Unfortunately they’re both terrible to each other. Always have been, likely always will be. Even in relatively stressless situations they end up at each other’s throats in seconds.
The family (not my wife) asked me to talk to my brother-in-law about this because nobody else could get through to him.
I totally agree I’m not the right person to get in the middle. There’s just nobody else willing or able to.
If this is the situation, I would not be so hard on yourself. It seems like there's a lot of history and emotional trauma that would need to be resolved before any progress would be feasible. If this is indeed the situation, getting your wife involved in the process could make it worse, not better. Imagine all the fights they'd have with so much on the line, when they'd have so many fights before when there wasn't much on the line. You just walked into an impossible situation and did your best. You probably would have done better if you were a sympathetic complete stranger with whom your brother-in-law had zero emotional history (and even if he had zero emotional history with you, he certainly had a lot with your wife and probably subconsciously viewed you as her proxy).
edit: Thinking about it, I think the only thing I'd be able to say in that situation is something like this, just be supporting, not judgmental, not trying to convince him about anything: "Hey man. I'm really sorry this is happening. I know that things are hard right now. If there's anything I can do to help you or the situation, let me know, and I'll do it. How are you yourself? Do you need to talk with anyone about how you're feeling? Let me know if I can help, I'll be right here, OK?"
> The family (not my wife) asked me to talk to my brother-in-law about this because nobody else could get through to him.
I am a stranger on the net but your first priority is your wife and your relationship with her. Be very cautious with demands from the family even if well meaning. Protect yourself and your relationship with your wife.
I second this comment. If the wife has not asked for the intervention, the first obvious question is, why not? That's something that needs to be cleared up with the wife before anything else is done.
When going through a similar event, I was able to find resources at the hospital that helped a lot. In life and death situations they often have patient advocates on staff. I was able to reach out and had a patient advocate, either a nurse practitioner or doctor, that helped sort out the communications. A lot of the stress came from doctors' reluctance to put things in simple terms. The patient advocate was able to basically come in and say, "Look, they can put a pacemaker in, but your loved one only has 12% heart function and is still dying." It was received differently than a family member saying it. After all, their job is to advocate for the best interest of the patient. Ours actually got pretty angry with the doctors for how things had been allowed to progress. Hospitals usually have grief counselors and social workers as well. Just getting the brother extra support might be enough to open him up.
If this is the background, then your failure with your brother in law was probably inevitable, but trying was important for maintaining and improving your relationship with the rest of the family.
If you had just said, "forget it, it won't work," and not tried, the outcome for your wife would be the same, but everyone else would also be mad that you didn't try.
> The family (not my wife) asked me to talk to my brother-in-law about this because nobody else could get through to him.
This is probably a central part of the problem: you're the worst person to have the conversation, and you were brought in because everyone else failed, so he was primed against the subject matter. You started in a hole you had no hope of digging out of.

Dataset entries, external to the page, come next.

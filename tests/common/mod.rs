//! Shared utilities for integration tests.
#![allow(dead_code)]

pub mod doubles;

use std::net::SocketAddr;
use std::sync::{Arc, Mutex};
use tokio::io::{AsyncReadExt, AsyncWriteExt};
use tokio::net::{TcpListener, TcpStream};

/// A request as seen by the mock backend.
#[derive(Debug, Clone)]
pub struct RecordedRequest {
    pub method: String,
    pub path: String,
    pub query: String,
    pub headers: Vec<(String, String)>,
    pub body: String,
}

impl RecordedRequest {
    pub fn query_param(&self, key: &str) -> Option<String> {
        url::form_urlencoded::parse(self.query.as_bytes())
            .find(|(k, _)| k == key)
            .map(|(_, v)| v.into_owned())
    }

    pub fn has_query_param(&self, key: &str) -> bool {
        self.query_param(key).is_some()
    }

    pub fn header(&self, name: &str) -> Option<&str> {
        self.headers
            .iter()
            .find(|(k, _)| k.eq_ignore_ascii_case(name))
            .map(|(_, v)| v.as_str())
    }

    pub fn json(&self) -> serde_json::Value {
        serde_json::from_str(&self.body).unwrap()
    }
}

/// Handle to a running mock backend.
pub struct MockBackend {
    pub addr: SocketAddr,
    requests: Arc<Mutex<Vec<RecordedRequest>>>,
}

impl MockBackend {
    pub fn url(&self) -> String {
        format!("http://{}", self.addr)
    }

    pub fn requests(&self) -> Vec<RecordedRequest> {
        self.requests.lock().unwrap().clone()
    }

    pub fn requests_to(&self, path: &str) -> Vec<RecordedRequest> {
        self.requests()
            .into_iter()
            .filter(|r| r.path == path)
            .collect()
    }
}

/// Start a mock backend on an ephemeral port. `handler` maps each request
/// to a status code and JSON/text body.
pub async fn start_programmable_backend<F>(handler: F) -> MockBackend
where
    F: Fn(&RecordedRequest) -> (u16, String) + Send + Sync + 'static,
{
    let listener = TcpListener::bind("127.0.0.1:0").await.unwrap();
    let addr = listener.local_addr().unwrap();
    let requests = Arc::new(Mutex::new(Vec::new()));
    let handler = Arc::new(handler);

    let recorded = requests.clone();
    tokio::spawn(async move {
        loop {
            match listener.accept().await {
                Ok((socket, _)) => {
                    let handler = handler.clone();
                    let recorded = recorded.clone();
                    tokio::spawn(async move {
                        serve_one(socket, handler.as_ref(), &recorded).await;
                    });
                }
                Err(_) => break,
            }
        }
    });

    MockBackend { addr, requests }
}

/// A backend that answers every request with the same status and body.
pub async fn start_mock_backend(status: u16, body: &'static str) -> MockBackend {
    start_programmable_backend(move |_| (status, body.to_string())).await
}

async fn serve_one<F>(mut socket: TcpStream, handler: &F, recorded: &Mutex<Vec<RecordedRequest>>)
where
    F: Fn(&RecordedRequest) -> (u16, String),
{
    let Some(request) = read_request(&mut socket).await else {
        return;
    };
    recorded.lock().unwrap().push(request.clone());

    let (status, body) = handler(&request);
    let response = format!(
        "HTTP/1.1 {} {}\r\nContent-Type: application/json\r\nContent-Length: {}\r\nConnection: close\r\n\r\n{}",
        status,
        reason_phrase(status),
        body.len(),
        body
    );
    let _ = socket.write_all(response.as_bytes()).await;
    let _ = socket.shutdown().await;
}

async fn read_request(socket: &mut TcpStream) -> Option<RecordedRequest> {
    let mut buf = Vec::new();
    let mut chunk = [0u8; 4096];

    let header_end = loop {
        let n = socket.read(&mut chunk).await.ok()?;
        if n == 0 {
            return None;
        }
        buf.extend_from_slice(&chunk[..n]);
        if let Some(pos) = buf.windows(4).position(|w| w == b"\r\n\r\n") {
            break pos + 4;
        }
    };

    let head = String::from_utf8_lossy(&buf[..header_end]).to_string();
    let mut lines = head.split("\r\n");
    let mut request_line = lines.next()?.split_whitespace();
    let method = request_line.next()?.to_string();
    let target = request_line.next()?.to_string();

    let headers: Vec<(String, String)> = lines
        .filter_map(|line| line.split_once(':'))
        .map(|(k, v)| (k.trim().to_string(), v.trim().to_string()))
        .collect();
    let content_length = headers
        .iter()
        .find(|(k, _)| k.eq_ignore_ascii_case("content-length"))
        .and_then(|(_, v)| v.parse::<usize>().ok())
        .unwrap_or(0);

    while buf.len() < header_end + content_length {
        let n = socket.read(&mut chunk).await.ok()?;
        if n == 0 {
            break;
        }
        buf.extend_from_slice(&chunk[..n]);
    }
    let body = String::from_utf8_lossy(&buf[header_end..]).to_string();

    let (path, query) = match target.split_once('?') {
        Some((path, query)) => (path.to_string(), query.to_string()),
        None => (target, String::new()),
    };

    Some(RecordedRequest {
        method,
        path,
        query,
        headers,
        body,
    })
}

fn reason_phrase(status: u16) -> &'static str {
    match status {
        200 => "OK",
        400 => "Bad Request",
        401 => "Unauthorized",
        404 => "Not Found",
        409 => "Conflict",
        429 => "Too Many Requests",
        500 => "Internal Server Error",
        502 => "Bad Gateway",
        503 => "Service Unavailable",
        _ => "Unknown",
    }
}

/// HTTP client that ignores proxy environment variables.
pub fn http_client() -> reqwest::Client {
    reqwest::Client::builder().no_proxy().build().unwrap()
}
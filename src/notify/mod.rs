//! Best-effort operator notifications.
//!
//! Notifications are cosmetic: callers log and drop every error.

pub mod telegram;

use async_trait::async_trait;
use thiserror::Error;

pub use telegram::TelegramNotifier;

/// Notification delivery failed.
#[derive(Debug, Error)]
pub enum NotifyError {
    #[error("notification request failed: {0}")]
    Request(#[from] reqwest::Error),

    #[error("notification rejected ({status}): {body}")]
    Rejected {
        status: reqwest::StatusCode,
        body: String,
    },
}

/// Outbound message channel.
#[async_trait]
pub trait Notifier: Send + Sync {
    async fn notify(&self, message: &str) -> Result<(), NotifyError>;
}
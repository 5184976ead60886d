//! Swap quoting and transaction building.

pub mod aggregator;
pub mod types;

pub use aggregator::{ParaswapClient, SwapAggregator};
pub use types::{SwapError, SwapQuote, SwapSide};
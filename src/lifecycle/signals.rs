//! OS signal handling.

/// Resolve on Ctrl-C, or SIGTERM on unix.
pub async fn shutdown_signal() {
    let ctrl_c = async {
        if let Err(e) = tokio::signal::ctrl_c().await {
            tracing::error!(error = %e, "Failed to listen for Ctrl-C");
            std::future::pending::<()>().await;
        }
    };

    #[cfg(unix)]
    let terminate = async {
        use tokio::signal::unix::{signal, SignalKind};
        match signal(SignalKind::terminate()) {
            Ok(mut stream) => {
                stream.recv().await;
            }
            Err(e) => {
                tracing::error!(error = %e, "Failed to listen for SIGTERM");
                std::future::pending::<()>().await;
            }
        }
    };

    #[cfg(not(unix))]
    let terminate = std::future::pending::<()>();

    tokio::select! {
        _ = ctrl_c => tracing::info!("Received Ctrl-C"),
        _ = terminate => tracing::info!("Received SIGTERM"),
    }
}
//! Reward ledger types.

use alloy::primitives::{B256, U256};
use reqwest::StatusCode;
use serde::{Deserialize, Serialize};
use thiserror::Error;

use crate::blockchain::amount::decimal_u256;

/// A claimable reward snapshot with its Merkle proof.
///
/// All amounts are in the reward token's smallest unit.
#[derive(Debug, Clone, PartialEq, Eq, Serialize, Deserialize)]
pub struct RewardClaim {
    pub proof: Vec<B256>,

    /// Lifetime rewards allocated to the address.
    #[serde(with = "decimal_u256")]
    pub cumulative_amount: U256,

    pub cycle: u64,

    /// Amount claimable right now; zero means nothing to claim.
    #[serde(with = "decimal_u256")]
    pub available: U256,

    #[serde(with = "decimal_u256")]
    pub total_claimed: U256,
}

impl RewardClaim {
    pub fn has_claimable(&self) -> bool {
        !self.available.is_zero()
    }
}

/// Rewards service request failed.
#[derive(Debug, Error)]
#[error("rewards fetch failed{}: {message}", .status.map(|s| format!(" ({})", s)).unwrap_or_default())]
pub struct RewardsFetchError {
    /// Upstream HTTP status, when a response arrived.
    pub status: Option<StatusCode>,
    pub message: String,
}

#[cfg(test)]
mod tests {
    use super::*;

    #[test]
    fn test_parse_service_response() {
        let body = r#"{
            "proof": [
                "0xabababababababababababababababababababababababababababababababab"
            ],
            "cumulative_amount": "125000000000000000000",
            "cycle": 7,
            "available": "1000000",
            "total_claimed": "124999999999999000000"
        }"#;
        let claim: RewardClaim = serde_json::from_str(body).unwrap();

        assert_eq!(claim.proof, vec![B256::repeat_byte(0xab)]);
        assert_eq!(claim.cumulative_amount.to_string(), "125000000000000000000");
        assert_eq!(claim.cycle, 7);
        assert_eq!(claim.available, U256::from(1_000_000u64));
        assert!(claim.has_claimable());
    }

    #[test]
    fn test_zero_available_means_nothing_to_claim() {
        let body = r#"{"proof":[],"cumulative_amount":"5","cycle":3,"available":"0","total_claimed":"5"}"#;
        let claim: RewardClaim = serde_json::from_str(body).unwrap();
        assert!(!claim.has_claimable());
    }

    #[test]
    fn test_error_display_includes_status() {
        let err = RewardsFetchError {
            status: Some(StatusCode::SERVICE_UNAVAILABLE),
            message: "upstream down".to_string(),
        };
        assert_eq!(err.to_string(), "rewards fetch failed (503 Service Unavailable): upstream down");

        let err = RewardsFetchError { status: None, message: "connect refused".to_string() };
        assert_eq!(err.to_string(), "rewards fetch failed: connect refused");
    }
}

> The family (not my wife) asked me to talk to my brother-in-law about this because nobody else could get through to him.
This is a very tough situation and I don't think it was any lack of skill on your part that made you unable to get through to your brother-in-law this time. I don't think the world's champion hostage negotiator could have done it on the first try.
I'm a little unclear on one aspect, though. You say your goal is to get your brother-in-law to allow your wife to talk to medical staff. But the family not your wife is asking you to talk to him? Yet they're not asking for anyone else, other than your wife, to be able to talk to medical staff? If there are aunts and uncles, presumably some of them are siblings of your father-in-law, as closely related as his children and with as much right to be involved in medical discussions as your wife has. Yet they're not trying to get themselves involved in the process? Only your wife?
(Also, as I commented elsewhere in the thread, if I were in your position, I would not want to take this on unless I was sure my wife was OK with it. I can totally see that she might just not want to have the discussion herself because of her history with her brother; I just would want to be sure that she was OK with what was being done.)
If there are aunts and uncles, presumably some of them are siblings of your father-in-law, as closely related as his children...
A technicality: Not sure in the USA, but over here that's not correct. Relation is measured in grades being those the basic parent-child "distance". So you're related in the first grade to your parents or children, but in the second grade to your siblings (1 grade distance from you to your parents, another one from your parents to them) so, unless the father in law has a living parent, no one is more closely related to him than his children.
So for lack of a better way of understanding, I would just ask a lawyer.
The family (not my wife) asked me to talk to my brother-in-law about this because nobody else could get through to him.
I totally agree I’m not the right person to get in the middle. There’s just nobody else willing or able to.